Il presidente della Fortitudo 103 e di Bologna 1932 Gianluca Muratori è stato assolto ieri dall’accusa di corruzione, perchè all’epoca il fatto non costituiva reato. Questo perchè l’episodio è stato qualificato come corruzione impropria, che non prevede la punibilità per il corruttore. Gli altri due imputati, i professionisti Mirko e Fiorenzo Guidoreni, sono stati invece condannati a sei mesi di reclusione (con sospensione della pena) e a risarcire la Regione Emilia Romagna con 20mila euro, oltre alla confisca di 50.200 euro, considerati il prezzo della corruzione. Lo riportano il Resto del Carlino e Repubblica Bologna.
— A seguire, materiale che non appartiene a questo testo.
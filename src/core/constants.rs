//! Constants used throughout keyfob.
//!
//! Centralizes magic strings and the fixed project layout.

/// Manifest file name (keyfob.toml).
pub const MANIFEST_FILE: &str = "keyfob.toml";

/// Android directory name, relative to the project root.
pub const ANDROID_DIR: &str = "android";

/// Signing properties file name, inside the android directory.
pub const KEY_PROPERTIES_FILE: &str = "key.properties";

/// Properties entry naming the keystore file, relative to the android directory.
pub const PROP_STORE_FILE: &str = "storeFile";

/// Properties entry naming the key alias inside the keystore.
pub const PROP_KEY_ALIAS: &str = "keyAlias";

/// Properties entry holding the key entry password.
pub const PROP_KEY_PASSWORD: &str = "keyPassword";

/// Properties entry holding the keystore password.
pub const PROP_STORE_PASSWORD: &str = "storePassword";

/// Gitignore entries to protect signing material.
///
/// These entries ensure that credentials and keystores are not accidentally
/// committed.
pub const GITIGNORE_ENTRIES: &[&str] = &["android/key.properties", "*.keystore", "*.jks"];
//! Release signing configuration.
//!
//! Loads `key.properties` from the android directory, resolves the
//! keystore path, and hands the packaging step a complete credential set
//! or a fatal error. There is no partial success: a release must not be
//! signed with a guessed or defaulted credential.

use std::path::{Path, PathBuf};
use tracing::debug;

use crate::core::constants;
use crate::core::properties::Properties;
use crate::core::secret::SecretString;
use crate::error::{Result, SigningError};

/// Credentials for signing a release build.
///
/// All four fields are mandatory. Passwords live in zeroizing memory and
/// are redacted from `Debug` output.
#[derive(Debug, Clone, PartialEq, Eq)]
pub struct SigningConfig {
    /// Absolute path to the keystore file.
    pub store_file: PathBuf,
    /// Key alias inside the keystore.
    pub key_alias: String,
    /// Password for the key entry.
    pub key_password: SecretString,
    /// Password for the keystore itself.
    pub store_password: SecretString,
}

impl SigningConfig {
    /// Load signing credentials from `key.properties` in `android_dir`.
    ///
    /// The `storeFile` entry is resolved against `android_dir`, matching
    /// the layout where the keystore sits next to the properties file and
    /// one directory above the app module's build script.
    ///
    /// # Errors
    ///
    /// - `SigningError::Missing` if the file does not exist; the message
    ///   carries the absolute path that was tried.
    /// - `SigningError::Unreadable` if the file cannot be read or parsed,
    ///   wrapping the underlying cause.
    /// - `SigningError::MissingField` if any of `storeFile`, `keyAlias`,
    ///   `keyPassword`, or `storePassword` is absent or empty.
    pub fn load(android_dir: &Path) -> Result<Self> {
        let path = absolutize(&android_dir.join(constants::KEY_PROPERTIES_FILE));
        debug!(path = %path.display(), "loading signing properties");

        if !path.exists() {
            return Err(SigningError::Missing { path }.into());
        }

        let props = Properties::read(&path).map_err(|source| SigningError::Unreadable {
            path: path.clone(),
            source,
        })?;

        let store_file = required(&props, constants::PROP_STORE_FILE)?;
        let key_alias = required(&props, constants::PROP_KEY_ALIAS)?;
        let key_password = required(&props, constants::PROP_KEY_PASSWORD)?;
        let store_password = required(&props, constants::PROP_STORE_PASSWORD)?;

        let store_file = absolutize(&android_dir.join(store_file));

        debug!(
            store_file = %store_file.display(),
            alias = %key_alias,
            "signing properties loaded"
        );

        Ok(Self {
            store_file,
            key_alias: key_alias.to_string(),
            key_password: SecretString::new(key_password),
            store_password: SecretString::new(store_password),
        })
    }

    /// Error unless the keystore named by `storeFile` exists on disk.
    ///
    /// The properties file can be complete while the keystore itself was
    /// never copied onto the machine; packaging would only notice at the
    /// very end of the build.
    ///
    /// # Errors
    ///
    /// Returns `SigningError::KeystoreNotFound` with the absolute path.
    pub fn require_keystore(&self) -> Result<()> {
        if self.store_file.exists() {
            Ok(())
        } else {
            Err(SigningError::KeystoreNotFound {
                path: self.store_file.clone(),
            }
            .into())
        }
    }
}

/// Fetch a required property, treating an empty value as absent.
fn required<'a>(props: &'a Properties, field: &'static str) -> Result<&'a str> {
    props
        .get_non_empty(field)
        .ok_or_else(|| SigningError::MissingField { field }.into())
}

/// Make a path absolute against the current directory, without requiring
/// it to exist.
fn absolutize(path: &Path) -> PathBuf {
    if path.is_absolute() {
        path.to_path_buf()
    } else {
        std::env::current_dir()
            .map(|cwd| cwd.join(path))
            .unwrap_or_else(|_| path.to_path_buf())
    }
}
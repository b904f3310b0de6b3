//! Shared CLI output helpers for consistent terminal output.
//!
//! Color scheme (console handles NO_COLOR and non-tty detection):
//! - Green: success, checkmarks
//! - Red: errors
//! - Yellow: warnings
//! - Cyan: paths, commands, keys, hints
//! - Bold: headers, important values
//! - Dimmed: secondary info

use console::style;
use std::fmt::Display;

const RULE_WIDTH: usize = 56;

/// Print a success message with checkmark (green).
///
/// Example: `✓ signing properties ok`
pub fn success(msg: &str) {
    println!("{} {}", style("✓").green(), msg);
}

/// Print an error message to stderr (red).
///
/// Example: `✗ keystore not found`
pub fn error(msg: &str) {
    eprintln!("{} {}", style("✗").red(), msg);
}

/// Print a warning message (yellow).
///
/// Example: `⚠ keytool not found on PATH`
pub fn warn(msg: &str) {
    println!("{} {}", style("⚠").yellow(), msg);
}

/// Print a hint message (cyan).
///
/// Example: `→ run keyfob check`
pub fn hint(msg: &str) {
    println!("{} {}", style("→").cyan(), style(msg).cyan());
}

/// Print a bold section header.
pub fn header(title: &str) {
    println!("{}", style(title).bold());
}

/// Print a key-value pair (label dimmed, value bold).
///
/// Example: `  key alias  upload`
pub fn kv(label: &str, value: impl Display) {
    println!("  {}  {}", style(label).dim(), style(value.to_string()).bold());
}

/// Print a horizontal rule separator.
pub fn rule() {
    println!("{}", style("─".repeat(RULE_WIDTH)).dim());
}

/// Format a path string in cyan for inline use.
pub fn path(p: &str) -> String {
    style(p).cyan().to_string()
}

/// Format a key or alias name in cyan for inline use.
pub fn key(k: &str) -> String {
    style(k).cyan().to_string()
}

/// Print a dimmed/secondary message.
pub fn dimmed(msg: &str) {
    println!("{}", style(msg).dim());
}

/// Print a section header with a separator line.
///
/// Example:
/// ```text
/// Signing
/// ────────────────────────────────────────────────────────
/// ```
pub fn section(title: &str) {
    println!();
    header(title);
    rule();
}
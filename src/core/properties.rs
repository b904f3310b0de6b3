//! Flat properties file parsing.
//!
//! Parses the subset of the Java properties format that Gradle keystore
//! files actually use: one `key=value` pair per line, `:` accepted as an
//! alternate separator, `#` and `!` comments, surrounding whitespace
//! ignored. Duplicate keys follow last-assignment-wins, matching
//! `java.util.Properties`.

use std::collections::BTreeMap;
use std::path::Path;

use crate::error::PropertiesError;

/// Parsed key-value pairs from a properties file.
#[derive(Debug, Clone, Default, PartialEq, Eq)]
pub struct Properties {
    entries: BTreeMap<String, String>,
}

impl Properties {
    /// Parse properties from a string.
    ///
    /// # Errors
    ///
    /// Returns `PropertiesError::Syntax` with the 1-based line number when
    /// a non-blank, non-comment line has no `=` or `:` separator, or an
    /// empty key.
    pub fn parse(contents: &str) -> Result<Self, PropertiesError> {
        let mut entries = BTreeMap::new();

        for (idx, raw) in contents.lines().enumerate() {
            let line = raw.trim();

            // Skip blank lines and comments
            if line.is_empty() || line.starts_with('#') || line.starts_with('!') {
                continue;
            }

            let Some(pos) = line.find(['=', ':']) else {
                return Err(PropertiesError::Syntax {
                    line: idx + 1,
                    text: raw.to_string(),
                });
            };

            let key = line[..pos].trim_end();
            let value = line[pos + 1..].trim_start();

            if key.is_empty() {
                return Err(PropertiesError::Syntax {
                    line: idx + 1,
                    text: raw.to_string(),
                });
            }

            entries.insert(key.to_string(), value.to_string());
        }

        Ok(Self { entries })
    }

    /// Read and parse a properties file from disk.
    ///
    /// # Errors
    ///
    /// Returns `PropertiesError::Read` on I/O failure, or a syntax error
    /// from [`Properties::parse`].
    pub fn read(path: &Path) -> Result<Self, PropertiesError> {
        let contents = std::fs::read_to_string(path)?;
        Self::parse(&contents)
    }

    /// Value for `key`, if present.
    pub fn get(&self, key: &str) -> Option<&str> {
        self.entries.get(key).map(String::as_str)
    }

    /// Value for `key`, treating an empty string the same as absent.
    pub fn get_non_empty(&self, key: &str) -> Option<&str> {
        self.get(key).filter(|v| !v.is_empty())
    }

    /// All keys, sorted.
    pub fn keys(&self) -> impl Iterator<Item = &str> {
        self.entries.keys().map(String::as_str)
    }

    /// Number of entries.
    pub fn len(&self) -> usize {
        self.entries.len()
    }

    /// True if no entries were parsed.
    pub fn is_empty(&self) -> bool {
        self.entries.is_empty()
    }
}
Il Tribunale di primo grado ha quindi stabilito che nella vicenda del maxi-appalto Global Service del 2008 vi fu corruzione. La tesi dei PM – che avevano chiesto tre anni per tutti e tre gli imputati – era che Muratori, in qualità di numero uno di Confartigianato, avesse pagato per l’aggiudicazione dell’appalto al raggruppamento capeggiato da CCC, di cui faceva parte il Cipea, uno dei componenti della commissione. Il “regalo” fatto da Muratori a Fiorenzo Guidoreni sarebbe stata una consulenza da 50mila euro per il figlio Mirko tramite un’altra società, la Best Masters Servizi Integrati spa.
Questa ricostruzione dei fatti è stata confermata dalla sentenza di ieri, con la non trascurabile differenza che i due Guidoreni sono stati condannati, mentre Muratori è stato assolto.